The task:
Hunt through the entries for the word "constants" and copy each line in which it appears.

Stored items from a collection:
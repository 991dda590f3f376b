//! The "conceptually asynchronous, never synchronously throws" convention.
//!
//! Any capability method that is conceptually asynchronous (prepared-
//! statement methods, stream operation promises, a WebSocket send during
//! teardown) must surface failure as what the script engine sees as a
//! promise rejection, never as a Rust-level `Err` escaping the call
//! boundary directly. [`Pending<T>`] is that boundary: build one with
//! [`Pending::from_result`], and the engine glue that turns it into a
//! script-visible value always produces a thenable, resolved or rejected,
//! never a synchronous exception.

use crate::error::Result;

/// A value that will be delivered to script as a resolved or rejected
/// promise. Never constructed in a way that can panic or propagate `?`
/// across the script boundary.
#[derive(Debug, Clone)]
pub enum Pending<T> {
    /// Resolves with `value`.
    Fulfilled(T),
    /// Rejects with `reason`, the underlying error's script-visible message.
    Rejected(String),
}

impl<T> Pending<T> {
    /// Converts a [`Result`] into a [`Pending`], mapping `Err` to
    /// `Rejected` rather than letting it escape as a Rust error.
    #[must_use]
    pub fn from_result(result: Result<T>) -> Self {
        match result {
            Ok(value) => Self::Fulfilled(value),
            Err(err) => Self::Rejected(err.script_message()),
        }
    }

    /// Builds an already-rejected `Pending`, for operations that are
    /// unconditionally unsupported (e.g. `Database::dump`).
    #[must_use]
    pub fn rejected(reason: impl Into<String>) -> Self {
        Self::Rejected(reason.into())
    }

    /// True if this will reject when delivered to script.
    #[must_use]
    pub const fn is_rejected(&self) -> bool {
        matches!(self, Self::Rejected(_))
    }

    /// Returns the fulfilled value, panicking if this is a rejection. Tests
    /// and trusted internal call sites only — script-facing glue must use
    /// the enum directly, never unwrap.
    #[must_use]
    pub fn unwrap_fulfilled(self) -> T {
        match self {
            Self::Fulfilled(value) => value,
            Self::Rejected(reason) => panic!("pending rejected: {reason}"),
        }
    }
}

#[cfg(test)]
mod tests {
    use super::*;
    use crate::error::Error;

    #[test]
    fn ok_becomes_fulfilled() {
        let pending: Pending<i32> = Pending::from_result(Ok(42));
        assert!(!pending.is_rejected());
        assert_eq!(pending.unwrap_fulfilled(), 42);
    }

    #[test]
    fn err_becomes_rejected_not_a_panic() {
        let pending: Pending<i32> = Pending::from_result(Err(Error::runtime("boom")));
        assert!(pending.is_rejected());
        match pending {
            Pending::Rejected(reason) => assert_eq!(reason, "boom"),
            Pending::Fulfilled(_) => panic!("expected rejection"),
        }
    }
}
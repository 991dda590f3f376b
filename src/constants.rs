//! Wire-visible constants shared across bridges.
//!
//! These are the numbers a script author (or a compatibility test) can
//! observe from the outside: timing windows, size caps, and the valid
//! ranges for the few values a host is allowed to configure.

use std::time::Duration;

/// Default interval between WebSocket keepalive pings.
pub const WS_PING_INTERVAL: Duration = Duration::from_secs(30);

/// Timeout for a single WebSocket send (ping or script-issued message).
pub const WS_SEND_TIMEOUT: Duration = Duration::from_secs(5);

/// How long a bridge drains already-queued microtasks after dispatching an
/// event, before yielding back to its own read/tick loop.
pub const MICROTASK_DRAIN_WINDOW: Duration = Duration::from_millis(50);

/// Default timeout for [`crate::net::TcpSocket::wait_for_data`].
pub const TCP_READ_TIMEOUT: Duration = Duration::from_secs(5);

/// Maximum size of a single decoded WebSocket message.
pub const MAX_WS_MESSAGE_BYTES: usize = 1024 * 1024;

/// Maximum size, in bytes, of output from a bulk [`crate::compression::decompress`] call.
pub const MAX_DECOMPRESSED_BYTES: usize = 128 * 1024 * 1024;

/// Maximum number of [`crate::log::LogEntry`] values retained per request.
pub const MAX_LOG_ENTRIES: usize = crate::log::MAX_LOG_ENTRIES;

/// Maximum length, in characters, of a single log message before truncation.
pub const MAX_LOG_MESSAGE_CHARS: usize = crate::log::MAX_LOG_MESSAGE_CHARS;

/// Valid range for a host's configured `max_tcp_sockets`.
pub const TCP_SOCKET_LIMIT_RANGE: std::ops::RangeInclusive<usize> = 1..=100;

/// Valid range, in bytes, for a host's configured `max_tcp_buffer_size`.
pub const TCP_BUFFER_SIZE_RANGE: std::ops::RangeInclusive<usize> = 1024..=(100 * 1024 * 1024);
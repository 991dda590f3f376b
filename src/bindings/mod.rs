//! External capability interfaces consumed by the core.
//!
//! These are contracts, not implementations: the KV store, durable
//! key-value store, object store, queue, and source loader are backing
//! services owned by the embedding host. The core only needs to call them
//! through a narrow trait; it never owns their persistence.

mod durable_kv;
mod kv;
mod object_store;
mod queue;
mod source_loader;

pub use durable_kv::{DurableKv, ObjectId};
pub use kv::{KvList, KvListEntry, KvStore};
pub use object_store::{ObjectMetadata, ObjectStore};
pub use queue::Queue;
pub use source_loader::{ResolvedSource, SourceLoader};
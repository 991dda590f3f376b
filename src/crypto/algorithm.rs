//! Canonicalizes the many spellings scripts use for algorithm names.

/// The canonical algorithm-name labels this crate recognizes.
const CANONICAL: &[&str] = &[
    "SHA-1",
    "SHA-256",
    "SHA-384",
    "SHA-512",
    "HMAC",
    "AES-GCM",
    "AES-CBC",
    "AES-CTR",
    "AES-KW",
    "ECDSA",
    "HKDF",
    "PBKDF2",
    "RSA-OAEP",
    "RSASSA-PKCS1-v1_5",
    "RSA-PSS",
    "Ed25519",
];

/// Maps a (case- and punctuation-insensitive) algorithm spelling to its
/// canonical label. Unknown names pass through unchanged, verbatim.
#[must_use]
pub fn normalize(name: &str) -> String {
    let folded = fold(name);
    for canonical in CANONICAL {
        if fold(canonical) == folded {
            return (*canonical).to_string();
        }
    }
    name.to_string()
}

/// Whether `name`, once normalized, is one of this crate's canonical labels.
#[must_use]
pub fn is_known_algorithm(name: &str) -> bool {
    let normalized = normalize(name);
    CANONICAL.contains(&normalized.as_str())
}

/// Case- and separator-insensitive folding: lowercases and drops `-`/`_`/` `.
fn fold(s: &str) -> String {
    s.chars()
        .filter(|c| !matches!(c, '-' | '_' | ' '))
        .flat_map(char::to_lowercase)
        .collect()
}

#[cfg(test)]
mod tests {
    use super::*;

    #[test]
    fn sha1_spellings_normalize() {
        for spelling in ["sha1", "sha-1", "SHA1", "SHA-1", "Sha_1"] {
            assert_eq!(normalize(spelling), "SHA-1");
        }
    }

    #[test]
    fn aes_gcm_spellings_normalize() {
        for spelling in ["aes-gcm", "AESGCM", "AES_GCM"] {
            assert_eq!(normalize(spelling), "AES-GCM");
        }
    }

    #[test]
    fn ed25519_is_known() {
        assert!(is_known_algorithm("ed25519"));
    }

    #[test]
    fn unknown_name_passes_through_unchanged() {
        assert_eq!(normalize("totally-unknown-thing"), "totally-unknown-thing");
        assert!(!is_known_algorithm("totally-unknown-thing"));
    }

    #[test]
    fn rsassa_pkcs1_v1_5_preserves_version_suffix() {
        assert_eq!(normalize("RSASSA-PKCS1-v1_5"), "RSASSA-PKCS1-v1_5");
        assert_eq!(normalize("rsassapkcs1v15"), "RSASSA-PKCS1-v1_5");
    }
}
//! Per-request key registry: integer key-id to [`KeyEntry`].

use crate::keys::KeyEntry;
use std::collections::HashMap;

/// Maps integer key-ids, strictly increasing from 1 within one request, to
/// imported/generated key material.
#[derive(Default)]
pub struct KeyRegistry {
    keys: HashMap<u64, KeyEntry>,
    next_id: u64,
}

impl KeyRegistry {
    /// Creates an empty registry; the first key inserted gets id 1.
    #[must_use]
    pub fn new() -> Self {
        Self {
            keys: HashMap::new(),
            next_id: 1,
        }
    }

    /// Inserts `entry`, returning its newly-assigned key-id.
    pub fn insert(&mut self, entry: KeyEntry) -> u64 {
        let id = self.next_id;
        self.next_id += 1;
        self.keys.insert(id, entry);
        id
    }

    /// Looks up a key by id, scoped to this request only.
    #[must_use]
    pub fn get(&self, id: u64) -> Option<&KeyEntry> {
        self.keys.get(&id)
    }
}

#[cfg(test)]
mod tests {
    use super::*;
    use crate::keys::KeyType;

    fn dummy_key() -> KeyEntry {
        KeyEntry::secret(vec![1, 2, 3], "HMAC", Some("SHA-256".into()), true)
    }

    #[test]
    fn ids_are_strictly_increasing_from_one() {
        let mut registry = KeyRegistry::new();
        assert_eq!(registry.insert(dummy_key()), 1);
        assert_eq!(registry.insert(dummy_key()), 2);
    }

    #[test]
    fn get_returns_none_for_unknown_id() {
        let registry = KeyRegistry::new();
        assert!(registry.get(1).is_none());
    }

    #[test]
    fn get_returns_the_inserted_entry() {
        let mut registry = KeyRegistry::new();
        let id = registry.insert(dummy_key());
        assert_eq!(registry.get(id).unwrap().key_type, KeyType::Secret);
    }
}
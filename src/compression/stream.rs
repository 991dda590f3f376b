//! Incremental compression and decompression streams.
//!
//! Compression emits output synchronously from the calling thread: the
//! per-call buffer is reset, the encoder is driven, and whatever came out is
//! returned. Decompression needs true incremental output, so `init` spawns
//! two long-lived threads: a writer that owns the rendezvous channel to a
//! decoder thread (standing in for an OS pipe), which in turn runs a
//! format-specific decoder and appends decoded bytes to a mutex-guarded
//! buffer. `chunk` pushes bytes onto an ordering queue the writer thread
//! drains in order — a plain, non-blocking push, never a new thread per
//! call, so two chunks can never race to rendezvous with the decoder out of
//! order.

use super::format::Format;
use crate::error::{Error, Result};
use flate2::read::{DeflateDecoder, GzDecoder, ZlibDecoder};
use flate2::write::{DeflateEncoder, GzEncoder, ZlibEncoder};
use flate2::Compression;
use parking_lot::Mutex;
use std::collections::HashMap;
use std::io::{Read, Write};
use std::sync::mpsc;
use std::sync::Arc;
use std::thread::JoinHandle;

/// Whether a stream compresses or decompresses.
#[derive(Debug, Clone, Copy, PartialEq, Eq)]
pub enum Mode {
    /// Feeds plaintext in, produces compressed output.
    Compress,
    /// Feeds compressed bytes in, produces plaintext output.
    Decompress,
}

/// Registry of live streams for one request, keyed by stream id. Streams are
/// removed from the map on flush, matching the "unknown stream" invariant.
#[derive(Default)]
pub struct StreamRegistry {
    streams: HashMap<u64, CompressStreamState>,
    next_id: u64,
}

impl StreamRegistry {
    /// Creates an empty registry.
    #[must_use]
    pub fn new() -> Self {
        Self {
            streams: HashMap::new(),
            next_id: 1,
        }
    }

    /// Allocates a new stream of `format`/`mode`, returning its id.
    ///
    /// # Errors
    /// Propagates any error from constructing the underlying encoder.
    pub fn init(&mut self, format: Format, mode: Mode) -> Result<u64> {
        let state = CompressStreamState::new(format, mode)?;
        let id = self.next_id;
        self.next_id += 1;
        self.streams.insert(id, state);
        Ok(id)
    }

    /// Feeds `data` into the stream, returning whatever output is available.
    ///
    /// # Errors
    /// Returns "unknown stream" if `id` does not refer to a live stream, or
    /// a runtime error surfaced from a background decompressor; in the
    /// latter case the stream is removed.
    pub fn chunk(&mut self, id: u64, data: &[u8]) -> Result<Vec<u8>> {
        let state = self
            .streams
            .get_mut(&id)
            .ok_or_else(|| Error::not_found("stream"))?;
        match state.chunk(data) {
            Ok(out) => Ok(out),
            Err(err) => {
                self.streams.remove(&id);
                Err(err)
            }
        }
    }

    /// Finalizes the stream, returning any remaining output, and removes it.
    ///
    /// # Errors
    /// Returns "unknown stream" if `id` does not refer to a live stream, or
    /// whatever error the encoder/decoder surfaced on finalization.
    pub fn flush(&mut self, id: u64) -> Result<Vec<u8>> {
        let mut state = self
            .streams
            .remove(&id)
            .ok_or_else(|| Error::not_found("stream"))?;
        state.flush()
    }

    /// Tears down every live stream, for request teardown: drops each
    /// compress encoder and, for decompress streams, closes the writer half
    /// of the decompressor pipe and joins its worker thread. Output produced
    /// by the teardown is discarded — nothing reads it at this point.
    pub fn close_all(&mut self) {
        for (_, state) in self.streams.drain() {
            let _ = state.flush();
        }
    }
}

enum CompressEncoder {
    Gzip(GzEncoder<Vec<u8>>),
    Deflate(ZlibEncoder<Vec<u8>>),
    DeflateRaw(DeflateEncoder<Vec<u8>>),
    Brotli {
        writer: Option<brotli::CompressorWriter<SharedSink>>,
        sink: Arc<Mutex<Vec<u8>>>,
    },
}

#[derive(Clone)]
struct SharedSink(Arc<Mutex<Vec<u8>>>);

impl Write for SharedSink {
    fn write(&mut self, buf: &[u8]) -> std::io::Result<usize> {
        self.0.lock().extend_from_slice(buf);
        Ok(buf.len())
    }
    fn flush(&mut self) -> std::io::Result<()> {
        Ok(())
    }
}

struct DecompressWorker {
    /// Ordering queue `chunk()` pushes into. A regular (unbounded) channel,
    /// so pushing never blocks the calling thread and always preserves call
    /// order; the writer thread below is the only thing that ever rendezvous
    /// with the decoder's pipe.
    order_sender: Option<mpsc::Sender<Vec<u8>>>,
    output: Arc<Mutex<Vec<u8>>>,
    error: Arc<Mutex<Option<String>>>,
    writer_handle: Option<JoinHandle<()>>,
    decoder_handle: Option<JoinHandle<()>>,
}

/// Per-stream state: an active encoder or decompression worker.
pub struct CompressStreamState {
    format: Format,
    mode: Mode,
    encoder: Option<CompressEncoder>,
    worker: Option<DecompressWorker>,
}

impl CompressStreamState {
    fn new(format: Format, mode: Mode) -> Result<Self> {
        let (encoder, worker) = match mode {
            Mode::Compress => (Some(new_encoder(format)?), None),
            Mode::Decompress => (None, Some(spawn_decompress_worker(format))),
        };
        Ok(Self {
            format,
            mode,
            encoder,
            worker,
        })
    }

    fn chunk(&mut self, data: &[u8]) -> Result<Vec<u8>> {
        match self.mode {
            Mode::Compress => chunk_compress(self.encoder.as_mut().expect("compress encoder"), data),
            Mode::Decompress => chunk_decompress(self.worker.as_mut().expect("decompress worker"), data),
        }
    }

    fn flush(mut self) -> Result<Vec<u8>> {
        match self.mode {
            Mode::Compress => flush_compress(self.encoder.take().expect("compress encoder")),
            Mode::Decompress => flush_decompress(self.worker.take().expect("decompress worker")),
        }
    }
}

fn new_encoder(format: Format) -> Result<CompressEncoder> {
    Ok(match format {
        Format::Gzip => CompressEncoder::Gzip(GzEncoder::new(Vec::new(), Compression::default())),
        Format::Deflate => {
            CompressEncoder::Deflate(ZlibEncoder::new(Vec::new(), Compression::default()))
        }
        Format::DeflateRaw => {
            CompressEncoder::DeflateRaw(DeflateEncoder::new(Vec::new(), Compression::default()))
        }
        Format::Brotli => {
            let sink = Arc::new(Mutex::new(Vec::new()));
            let params = brotli::enc::BrotliEncoderParams::default();
            let writer = brotli::CompressorWriter::with_params(SharedSink(sink.clone()), 4096, &params);
            CompressEncoder::Brotli {
                writer: Some(writer),
                sink,
            }
        }
    })
}

fn chunk_compress(encoder: &mut CompressEncoder, data: &[u8]) -> Result<Vec<u8>> {
    match encoder {
        CompressEncoder::Gzip(e) => {
            e.write_all(data)?;
            Ok(std::mem::take(e.get_mut()))
        }
        CompressEncoder::Deflate(e) => {
            e.write_all(data)?;
            Ok(std::mem::take(e.get_mut()))
        }
        CompressEncoder::DeflateRaw(e) => {
            e.write_all(data)?;
            Ok(std::mem::take(e.get_mut()))
        }
        CompressEncoder::Brotli { writer, sink } => {
            let w = writer.as_mut().expect("brotli writer present before flush");
            w.write_all(data)?;
            w.flush()?;
            Ok(std::mem::take(&mut *sink.lock()))
        }
    }
}

fn flush_compress(encoder: CompressEncoder) -> Result<Vec<u8>> {
    match encoder {
        CompressEncoder::Gzip(e) => Ok(e.finish()?),
        CompressEncoder::Deflate(e) => Ok(e.finish()?),
        CompressEncoder::DeflateRaw(e) => Ok(e.finish()?),
        CompressEncoder::Brotli { writer, sink } => {
            // CompressorWriter finalizes the brotli stream (writes the final
            // block) when dropped; dropping it here is how we force that.
            drop(writer);
            Ok(std::mem::take(&mut *sink.lock()))
        }
    }
}

struct PipeReader {
    rx: mpsc::Receiver<Vec<u8>>,
    buf: Vec<u8>,
    pos: usize,
}

impl Read for PipeReader {
    fn read(&mut self, out: &mut [u8]) -> std::io::Result<usize> {
        loop {
            if self.pos < self.buf.len() {
                let n = out.len().min(self.buf.len() - self.pos);
                out[..n].copy_from_slice(&self.buf[self.pos..self.pos + n]);
                self.pos += n;
                return Ok(n);
            }
            match self.rx.recv() {
                Ok(chunk) => {
                    self.buf = chunk;
                    self.pos = 0;
                }
                Err(_) => return Ok(0),
            }
        }
    }
}

fn spawn_decompress_worker(format: Format) -> DecompressWorker {
    // A zero-capacity channel behaves like a blocking pipe: send() rendezvous
    // with the decoder's recv(). Exactly one long-lived writer thread owns
    // that rendezvous, draining the ordering queue in the order chunk()
    // pushed into it, so two chunks can never race to hand data to the
    // decoder out of order.
    let (order_tx, order_rx) = mpsc::channel::<Vec<u8>>();
    let (pipe_tx, pipe_rx) = mpsc::sync_channel::<Vec<u8>>(0);

    let writer_handle = std::thread::spawn(move || {
        while let Ok(chunk) = order_rx.recv() {
            if pipe_tx.send(chunk).is_err() {
                break;
            }
        }
        // pipe_tx drops here, closing the pipe and signaling EOF to the decoder.
    });

    let output = Arc::new(Mutex::new(Vec::new()));
    let error = Arc::new(Mutex::new(None));
    let output_clone = Arc::clone(&output);
    let error_clone = Arc::clone(&error);

    let decoder_handle = std::thread::spawn(move || {
        let reader = PipeReader {
            rx: pipe_rx,
            buf: Vec::new(),
            pos: 0,
        };
        if let Err(err) = drain_decoder(format, reader, &output_clone) {
            *error_clone.lock() = Some(err.script_message());
        }
    });

    DecompressWorker {
        order_sender: Some(order_tx),
        output,
        error,
        writer_handle: Some(writer_handle),
        decoder_handle: Some(decoder_handle),
    }
}

fn drain_decoder(format: Format, reader: PipeReader, output: &Arc<Mutex<Vec<u8>>>) -> Result<()> {
    let mut decoder: Box<dyn Read> = match format {
        Format::Gzip => Box::new(GzDecoder::new(reader)),
        Format::Deflate => Box::new(ZlibDecoder::new(reader)),
        Format::DeflateRaw => Box::new(DeflateDecoder::new(reader)),
        Format::Brotli => Box::new(brotli::Decompressor::new(reader, 4096)),
    };
    let mut buf = [0u8; 8192];
    loop {
        let n = decoder.read(&mut buf)?;
        if n == 0 {
            return Ok(());
        }
        output.lock().extend_from_slice(&buf[..n]);
    }
}

fn chunk_decompress(worker: &mut DecompressWorker, data: &[u8]) -> Result<Vec<u8>> {
    if let Some(message) = worker.error.lock().take() {
        return Err(Error::runtime(message));
    }
    if let Some(sender) = &worker.order_sender {
        // Non-blocking: the dedicated writer thread performs the ordered,
        // blocking rendezvous with the decoder on this data's behalf.
        let _ = sender.send(data.to_vec());
    }
    Ok(std::mem::take(&mut *worker.output.lock()))
}

fn flush_decompress(mut worker: DecompressWorker) -> Result<Vec<u8>> {
    worker.order_sender = None; // closes the queue: writer exits, pipe closes, decoder sees EOF
    if let Some(handle) = worker.writer_handle.take() {
        let _ = handle.join();
    }
    if let Some(handle) = worker.decoder_handle.take() {
        let _ = handle.join();
    }
    if let Some(message) = worker.error.lock().take() {
        return Err(Error::runtime(message));
    }
    Ok(std::mem::take(&mut *worker.output.lock()))
}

Problem solution:
filename src/constants.rs
//! Wire-visible constants shared across bridges.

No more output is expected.